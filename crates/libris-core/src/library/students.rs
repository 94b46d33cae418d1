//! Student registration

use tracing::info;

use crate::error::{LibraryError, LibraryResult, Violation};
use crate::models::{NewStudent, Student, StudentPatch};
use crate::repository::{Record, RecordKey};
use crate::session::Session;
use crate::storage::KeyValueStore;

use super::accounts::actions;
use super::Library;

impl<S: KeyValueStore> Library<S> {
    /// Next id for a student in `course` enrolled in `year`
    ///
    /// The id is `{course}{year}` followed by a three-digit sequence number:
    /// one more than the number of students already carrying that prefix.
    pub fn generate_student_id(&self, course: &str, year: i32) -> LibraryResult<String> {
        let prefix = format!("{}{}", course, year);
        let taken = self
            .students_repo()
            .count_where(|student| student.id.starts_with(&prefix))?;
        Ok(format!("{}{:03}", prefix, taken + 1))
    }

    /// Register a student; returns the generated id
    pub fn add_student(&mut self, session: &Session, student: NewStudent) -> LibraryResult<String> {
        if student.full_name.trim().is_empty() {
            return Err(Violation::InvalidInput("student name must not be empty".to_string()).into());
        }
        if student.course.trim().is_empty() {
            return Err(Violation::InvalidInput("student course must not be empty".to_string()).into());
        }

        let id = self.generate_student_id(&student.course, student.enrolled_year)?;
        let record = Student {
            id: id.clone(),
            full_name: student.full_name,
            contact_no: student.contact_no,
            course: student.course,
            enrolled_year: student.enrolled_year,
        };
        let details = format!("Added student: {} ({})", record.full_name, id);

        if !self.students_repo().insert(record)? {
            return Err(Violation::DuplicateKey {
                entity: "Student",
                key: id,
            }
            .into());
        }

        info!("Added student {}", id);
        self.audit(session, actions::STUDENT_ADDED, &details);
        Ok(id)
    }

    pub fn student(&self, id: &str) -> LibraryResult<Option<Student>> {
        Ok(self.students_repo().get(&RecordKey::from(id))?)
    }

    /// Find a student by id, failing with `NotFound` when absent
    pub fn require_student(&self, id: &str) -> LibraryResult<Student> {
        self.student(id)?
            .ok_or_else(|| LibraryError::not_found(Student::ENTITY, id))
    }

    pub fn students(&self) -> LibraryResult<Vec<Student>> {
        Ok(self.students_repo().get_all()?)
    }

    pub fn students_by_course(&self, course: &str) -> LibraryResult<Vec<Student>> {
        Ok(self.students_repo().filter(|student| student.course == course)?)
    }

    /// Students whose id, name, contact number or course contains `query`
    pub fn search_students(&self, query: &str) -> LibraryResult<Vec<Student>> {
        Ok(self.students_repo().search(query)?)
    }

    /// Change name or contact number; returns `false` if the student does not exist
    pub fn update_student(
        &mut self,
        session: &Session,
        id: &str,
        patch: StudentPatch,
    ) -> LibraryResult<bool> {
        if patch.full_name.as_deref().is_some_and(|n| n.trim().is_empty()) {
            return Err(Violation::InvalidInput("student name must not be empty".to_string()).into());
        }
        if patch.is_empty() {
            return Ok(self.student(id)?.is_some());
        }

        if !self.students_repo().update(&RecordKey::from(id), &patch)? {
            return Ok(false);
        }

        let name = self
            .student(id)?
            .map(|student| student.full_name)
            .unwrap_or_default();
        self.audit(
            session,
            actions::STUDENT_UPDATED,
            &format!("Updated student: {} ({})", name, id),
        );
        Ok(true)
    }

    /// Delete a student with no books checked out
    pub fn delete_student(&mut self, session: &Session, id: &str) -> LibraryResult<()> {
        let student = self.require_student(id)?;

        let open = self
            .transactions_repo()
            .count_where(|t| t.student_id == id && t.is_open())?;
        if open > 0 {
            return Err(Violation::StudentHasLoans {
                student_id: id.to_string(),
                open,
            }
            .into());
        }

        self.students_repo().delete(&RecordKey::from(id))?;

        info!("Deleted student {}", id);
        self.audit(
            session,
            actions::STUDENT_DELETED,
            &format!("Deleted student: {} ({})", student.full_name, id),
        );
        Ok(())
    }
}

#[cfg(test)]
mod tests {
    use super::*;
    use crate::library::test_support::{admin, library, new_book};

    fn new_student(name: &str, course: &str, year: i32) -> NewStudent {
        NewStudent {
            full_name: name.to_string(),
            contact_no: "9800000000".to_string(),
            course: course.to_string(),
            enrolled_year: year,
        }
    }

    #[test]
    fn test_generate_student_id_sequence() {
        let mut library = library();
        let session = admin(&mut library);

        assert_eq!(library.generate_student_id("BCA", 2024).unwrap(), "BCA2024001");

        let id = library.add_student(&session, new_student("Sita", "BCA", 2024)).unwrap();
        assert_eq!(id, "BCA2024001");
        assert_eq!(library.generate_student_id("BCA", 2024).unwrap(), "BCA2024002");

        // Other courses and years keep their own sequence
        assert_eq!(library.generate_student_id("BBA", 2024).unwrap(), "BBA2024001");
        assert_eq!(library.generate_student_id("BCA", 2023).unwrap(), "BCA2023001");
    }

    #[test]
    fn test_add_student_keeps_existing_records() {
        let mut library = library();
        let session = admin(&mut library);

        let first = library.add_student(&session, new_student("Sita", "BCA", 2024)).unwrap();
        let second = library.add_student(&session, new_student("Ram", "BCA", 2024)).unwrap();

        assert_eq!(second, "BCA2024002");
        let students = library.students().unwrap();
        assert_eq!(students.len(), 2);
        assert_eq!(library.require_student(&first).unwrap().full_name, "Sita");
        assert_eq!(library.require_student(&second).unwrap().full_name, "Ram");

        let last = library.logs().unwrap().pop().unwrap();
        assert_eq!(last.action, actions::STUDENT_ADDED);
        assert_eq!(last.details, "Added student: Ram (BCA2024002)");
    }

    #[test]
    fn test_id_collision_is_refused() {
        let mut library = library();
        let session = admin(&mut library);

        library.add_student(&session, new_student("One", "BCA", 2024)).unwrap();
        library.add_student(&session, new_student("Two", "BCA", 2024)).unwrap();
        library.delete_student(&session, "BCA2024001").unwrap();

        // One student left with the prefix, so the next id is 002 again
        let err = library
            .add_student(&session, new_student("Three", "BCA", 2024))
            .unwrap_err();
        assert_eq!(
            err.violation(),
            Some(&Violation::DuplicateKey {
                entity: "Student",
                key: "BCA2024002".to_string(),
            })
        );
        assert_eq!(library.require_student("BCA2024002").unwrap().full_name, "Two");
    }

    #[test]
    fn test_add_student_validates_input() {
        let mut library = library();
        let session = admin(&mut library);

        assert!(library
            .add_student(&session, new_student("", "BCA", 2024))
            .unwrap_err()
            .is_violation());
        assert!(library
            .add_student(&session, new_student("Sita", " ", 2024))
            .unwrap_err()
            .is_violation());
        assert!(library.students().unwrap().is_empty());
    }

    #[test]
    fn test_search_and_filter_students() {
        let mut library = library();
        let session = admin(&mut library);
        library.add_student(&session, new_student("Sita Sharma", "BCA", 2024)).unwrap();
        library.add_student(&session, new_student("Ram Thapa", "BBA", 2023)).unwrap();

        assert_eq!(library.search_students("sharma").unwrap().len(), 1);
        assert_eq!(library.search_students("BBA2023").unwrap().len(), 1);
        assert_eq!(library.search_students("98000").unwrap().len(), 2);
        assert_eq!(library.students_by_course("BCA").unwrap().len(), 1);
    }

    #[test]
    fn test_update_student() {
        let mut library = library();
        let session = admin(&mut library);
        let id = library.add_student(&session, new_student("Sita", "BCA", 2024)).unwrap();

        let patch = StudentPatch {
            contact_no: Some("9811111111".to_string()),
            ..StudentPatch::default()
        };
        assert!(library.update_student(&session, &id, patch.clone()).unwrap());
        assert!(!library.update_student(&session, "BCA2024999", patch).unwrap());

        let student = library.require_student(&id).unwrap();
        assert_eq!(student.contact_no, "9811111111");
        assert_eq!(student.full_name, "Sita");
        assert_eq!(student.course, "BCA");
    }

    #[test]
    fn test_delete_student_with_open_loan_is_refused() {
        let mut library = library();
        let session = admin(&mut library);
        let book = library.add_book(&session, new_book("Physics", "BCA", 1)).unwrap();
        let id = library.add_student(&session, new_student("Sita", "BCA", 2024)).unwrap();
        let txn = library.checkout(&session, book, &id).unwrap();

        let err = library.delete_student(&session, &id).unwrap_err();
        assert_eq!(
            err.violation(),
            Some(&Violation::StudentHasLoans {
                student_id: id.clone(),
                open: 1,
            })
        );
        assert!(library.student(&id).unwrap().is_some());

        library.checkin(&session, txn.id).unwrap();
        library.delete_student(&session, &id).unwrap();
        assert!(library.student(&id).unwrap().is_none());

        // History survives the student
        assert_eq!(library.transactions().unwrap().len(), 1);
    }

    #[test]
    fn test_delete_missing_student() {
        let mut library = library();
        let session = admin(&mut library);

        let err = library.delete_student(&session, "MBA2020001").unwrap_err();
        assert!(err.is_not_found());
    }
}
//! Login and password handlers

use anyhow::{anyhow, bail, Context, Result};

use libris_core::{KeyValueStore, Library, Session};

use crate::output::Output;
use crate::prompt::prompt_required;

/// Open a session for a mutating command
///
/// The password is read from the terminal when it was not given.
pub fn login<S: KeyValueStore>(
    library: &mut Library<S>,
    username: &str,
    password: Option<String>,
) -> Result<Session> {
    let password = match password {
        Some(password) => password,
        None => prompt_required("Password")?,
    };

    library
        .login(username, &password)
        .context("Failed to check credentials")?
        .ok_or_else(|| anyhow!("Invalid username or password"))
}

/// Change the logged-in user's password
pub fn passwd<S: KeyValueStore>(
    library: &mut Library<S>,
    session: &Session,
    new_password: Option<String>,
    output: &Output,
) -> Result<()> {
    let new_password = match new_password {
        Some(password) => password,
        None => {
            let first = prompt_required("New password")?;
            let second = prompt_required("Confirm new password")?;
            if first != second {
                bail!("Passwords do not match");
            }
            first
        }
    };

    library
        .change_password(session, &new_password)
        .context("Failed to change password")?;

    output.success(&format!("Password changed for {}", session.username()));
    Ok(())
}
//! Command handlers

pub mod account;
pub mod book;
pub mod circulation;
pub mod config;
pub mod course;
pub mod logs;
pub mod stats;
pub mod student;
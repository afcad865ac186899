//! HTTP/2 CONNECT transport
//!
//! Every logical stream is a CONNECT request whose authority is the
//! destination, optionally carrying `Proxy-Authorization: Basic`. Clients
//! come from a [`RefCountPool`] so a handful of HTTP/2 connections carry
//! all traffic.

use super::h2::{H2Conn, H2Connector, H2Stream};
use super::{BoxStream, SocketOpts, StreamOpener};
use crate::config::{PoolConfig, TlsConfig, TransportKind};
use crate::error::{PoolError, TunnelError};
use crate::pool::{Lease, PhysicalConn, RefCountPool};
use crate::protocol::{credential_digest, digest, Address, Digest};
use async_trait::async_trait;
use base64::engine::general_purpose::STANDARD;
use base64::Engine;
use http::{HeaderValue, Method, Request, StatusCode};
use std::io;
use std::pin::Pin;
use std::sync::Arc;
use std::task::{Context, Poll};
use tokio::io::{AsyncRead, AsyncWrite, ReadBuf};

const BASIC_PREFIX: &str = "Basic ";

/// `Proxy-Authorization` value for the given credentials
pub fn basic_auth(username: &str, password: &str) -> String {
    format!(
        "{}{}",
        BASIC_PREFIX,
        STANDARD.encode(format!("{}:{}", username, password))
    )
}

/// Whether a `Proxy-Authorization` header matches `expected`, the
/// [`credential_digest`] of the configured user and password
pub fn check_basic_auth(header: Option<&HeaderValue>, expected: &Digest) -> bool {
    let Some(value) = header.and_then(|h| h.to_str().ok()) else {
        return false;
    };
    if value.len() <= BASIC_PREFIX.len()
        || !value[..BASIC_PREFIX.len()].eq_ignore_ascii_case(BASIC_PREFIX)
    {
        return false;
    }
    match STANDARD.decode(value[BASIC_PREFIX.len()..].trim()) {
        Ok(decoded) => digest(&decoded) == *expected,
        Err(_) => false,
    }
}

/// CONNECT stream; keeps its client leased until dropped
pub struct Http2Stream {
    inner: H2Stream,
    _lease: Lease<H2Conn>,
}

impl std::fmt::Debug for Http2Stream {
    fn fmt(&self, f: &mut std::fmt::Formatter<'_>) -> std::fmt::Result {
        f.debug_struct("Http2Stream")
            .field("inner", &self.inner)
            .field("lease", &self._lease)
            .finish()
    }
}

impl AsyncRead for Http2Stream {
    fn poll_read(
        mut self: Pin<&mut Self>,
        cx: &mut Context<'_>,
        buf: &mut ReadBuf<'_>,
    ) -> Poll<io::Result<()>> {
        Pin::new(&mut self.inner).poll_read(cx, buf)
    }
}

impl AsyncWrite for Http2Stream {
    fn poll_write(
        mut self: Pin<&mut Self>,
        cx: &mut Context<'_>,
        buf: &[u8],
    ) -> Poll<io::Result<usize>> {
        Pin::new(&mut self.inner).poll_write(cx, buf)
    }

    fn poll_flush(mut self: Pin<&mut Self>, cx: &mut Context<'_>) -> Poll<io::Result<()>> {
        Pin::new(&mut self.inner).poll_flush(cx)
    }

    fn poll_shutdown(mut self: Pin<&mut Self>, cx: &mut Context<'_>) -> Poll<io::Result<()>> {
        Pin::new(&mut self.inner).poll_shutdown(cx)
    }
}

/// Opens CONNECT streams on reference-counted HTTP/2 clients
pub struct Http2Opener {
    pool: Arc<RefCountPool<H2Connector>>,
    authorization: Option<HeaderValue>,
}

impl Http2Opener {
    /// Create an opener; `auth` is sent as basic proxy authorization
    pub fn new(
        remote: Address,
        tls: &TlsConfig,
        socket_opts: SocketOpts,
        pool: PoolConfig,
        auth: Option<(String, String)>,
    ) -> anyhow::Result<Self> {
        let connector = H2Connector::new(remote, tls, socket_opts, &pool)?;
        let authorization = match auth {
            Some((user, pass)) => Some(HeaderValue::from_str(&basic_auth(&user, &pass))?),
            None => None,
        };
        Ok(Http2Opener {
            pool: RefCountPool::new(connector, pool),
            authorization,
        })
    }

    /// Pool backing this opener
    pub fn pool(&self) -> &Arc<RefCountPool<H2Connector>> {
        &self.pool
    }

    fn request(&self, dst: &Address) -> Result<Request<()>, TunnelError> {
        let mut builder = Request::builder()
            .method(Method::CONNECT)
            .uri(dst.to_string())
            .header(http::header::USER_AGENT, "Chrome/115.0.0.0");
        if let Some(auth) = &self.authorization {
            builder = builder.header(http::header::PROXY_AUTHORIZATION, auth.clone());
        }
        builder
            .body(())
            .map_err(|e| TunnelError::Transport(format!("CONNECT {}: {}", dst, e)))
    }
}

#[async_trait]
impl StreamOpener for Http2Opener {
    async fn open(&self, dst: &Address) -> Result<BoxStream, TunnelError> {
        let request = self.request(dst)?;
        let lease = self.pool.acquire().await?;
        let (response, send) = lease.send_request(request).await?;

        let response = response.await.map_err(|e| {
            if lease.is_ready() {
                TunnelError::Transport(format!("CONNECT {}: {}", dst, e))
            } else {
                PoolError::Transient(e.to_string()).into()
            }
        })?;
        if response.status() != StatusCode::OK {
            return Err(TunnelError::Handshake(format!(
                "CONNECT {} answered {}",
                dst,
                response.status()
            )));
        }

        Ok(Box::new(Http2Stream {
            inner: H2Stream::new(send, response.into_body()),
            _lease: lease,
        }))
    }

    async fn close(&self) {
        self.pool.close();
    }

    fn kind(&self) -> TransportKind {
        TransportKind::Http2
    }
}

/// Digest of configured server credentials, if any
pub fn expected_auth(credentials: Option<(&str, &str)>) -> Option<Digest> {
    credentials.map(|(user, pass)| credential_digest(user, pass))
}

> Task brief
If a line of the material contains the word "StatusCode", pick it out and copy it.

> Answer area
use http::{HeaderValue, Method, Request, StatusCode};
        if response.status() != StatusCode::OK {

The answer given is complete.